=== ABOUT THIS EXERCISE ===
Looking at the entries underneath, work out how many lines contain "Sender". Write only that number.

=== MATERIALS PROVIDED ===

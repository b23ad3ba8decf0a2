//! Asynchronous delivery of per-team notifications.
//!
//! Runtime users plug in a [`NotificationSink`] to forward notifications to
//! wherever teams read them. Delivery happens after the state has been
//! swapped in, so a failing sink never affects the game.
use std::fmt;

use async_trait::async_trait;
use tokio::sync::mpsc;

use crate::events::NotificationEvent;

/// Delivery failure reported by a sink. Logged, never propagated.
#[derive(Debug)]
pub struct SinkError(pub String);

impl fmt::Display for SinkError {
    fn fmt(&self, f: &mut fmt::Formatter<'_>) -> fmt::Result {
        write!(f, "notification delivery failed: {}", self.0)
    }
}

impl std::error::Error for SinkError {}

#[async_trait]
pub trait NotificationSink: Send + Sync {
    async fn deliver(&self, notification: &NotificationEvent) -> Result<(), SinkError>;
}

/// Writes every notification to the log.
pub struct LogSink;

#[async_trait]
impl NotificationSink for LogSink {
    async fn deliver(&self, notification: &NotificationEvent) -> Result<(), SinkError> {
        tracing::info!(
            target: "runtime::notify",
            team = %notification.team,
            template = %notification.message.template,
            clock = %notification.clock,
            "{}",
            notification.message.text
        );
        Ok(())
    }
}

/// Forwards notifications into an mpsc channel.
pub struct ChannelSink {
    tx: mpsc::Sender<NotificationEvent>,
}

impl ChannelSink {
    pub fn new(tx: mpsc::Sender<NotificationEvent>) -> Self {
        Self { tx }
    }
}

#[async_trait]
impl NotificationSink for ChannelSink {
    async fn deliver(&self, notification: &NotificationEvent) -> Result<(), SinkError> {
        self.tx
            .send(notification.clone())
            .await
            .map_err(|_| SinkError("receiver dropped".into()))
    }
}
use crate::action::ActionKind;
use crate::error::{ErrorSeverity, GameError};
use crate::state::{EntityId, TileIndex};

/// Malformed reference data or action registration.
///
/// Raised only while a game instance is being set up; a game never starts
/// with a catalog that produced one of these.
#[derive(Clone, Debug, PartialEq, Eq, thiserror::Error)]
pub enum CatalogError {
    #[error("duplicate entity id {id}")]
    DuplicateId { id: EntityId },

    #[error("duplicate tile index {index}")]
    DuplicateTile { index: TileIndex },

    #[error("{owner} references unknown entity {target}")]
    MissingReference { owner: EntityId, target: EntityId },

    #[error("{owner} references {target}, which has the wrong kind (expected {expected})")]
    WrongReferenceKind {
        owner: EntityId,
        target: EntityId,
        expected: &'static str,
    },

    #[error("tile {tile} lists unknown neighbour {neighbour}")]
    MissingNeighbour { tile: TileIndex, neighbour: TileIndex },

    #[error("tiles {a} and {b} disagree about being neighbours")]
    AsymmetricNeighbours { a: TileIndex, b: TileIndex },

    #[error("tile {index} has no parcels")]
    EmptyTile { index: TileIndex },

    #[error("{owner} requires {dots} dots with {dice} allowed dice")]
    DicePairing {
        owner: EntityId,
        dots: u32,
        dice: usize,
    },

    #[error("recipe {vyroba} must yield a positive amount")]
    InvalidReward { vyroba: EntityId },

    #[error("{owner} lists a negative cost for {resource}")]
    NegativeCost { owner: EntityId, resource: EntityId },

    #[error("config field {field} references unknown resource {id}")]
    MissingConfigResource { field: &'static str, id: EntityId },

    #[error("config field {field} is invalid: {reason}")]
    InvalidConfig {
        field: &'static str,
        reason: &'static str,
    },

    #[error("action kind {kind} is registered more than once")]
    DuplicateBehavior { kind: ActionKind },

    #[error("action kind {kind} has no registered behavior")]
    MissingBehavior { kind: ActionKind },

    #[error("action kind {kind} has inconsistent capabilities: {reason}")]
    InconsistentCapabilities {
        kind: ActionKind,
        reason: &'static str,
    },
}

impl GameError for CatalogError {
    fn severity(&self) -> ErrorSeverity {
        ErrorSeverity::Fatal
    }

    fn error_code(&self) -> &'static str {
        match self {
            Self::DuplicateId { .. } => "CATALOG_DUPLICATE_ID",
            Self::DuplicateTile { .. } => "CATALOG_DUPLICATE_TILE",
            Self::MissingReference { .. } => "CATALOG_MISSING_REFERENCE",
            Self::WrongReferenceKind { .. } => "CATALOG_WRONG_REFERENCE_KIND",
            Self::MissingNeighbour { .. } => "CATALOG_MISSING_NEIGHBOUR",
            Self::AsymmetricNeighbours { .. } => "CATALOG_ASYMMETRIC_NEIGHBOURS",
            Self::EmptyTile { .. } => "CATALOG_EMPTY_TILE",
            Self::DicePairing { .. } => "CATALOG_DICE_PAIRING",
            Self::InvalidReward { .. } => "CATALOG_INVALID_REWARD",
            Self::NegativeCost { .. } => "CATALOG_NEGATIVE_COST",
            Self::MissingConfigResource { .. } => "CONFIG_MISSING_RESOURCE",
            Self::InvalidConfig { .. } => "CONFIG_INVALID",
            Self::DuplicateBehavior { .. } => "REGISTRY_DUPLICATE_BEHAVIOR",
            Self::MissingBehavior { .. } => "REGISTRY_MISSING_BEHAVIOR",
            Self::InconsistentCapabilities { .. } => "REGISTRY_INCONSISTENT_CAPABILITIES",
        }
    }
}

=== SOLUTION ===
2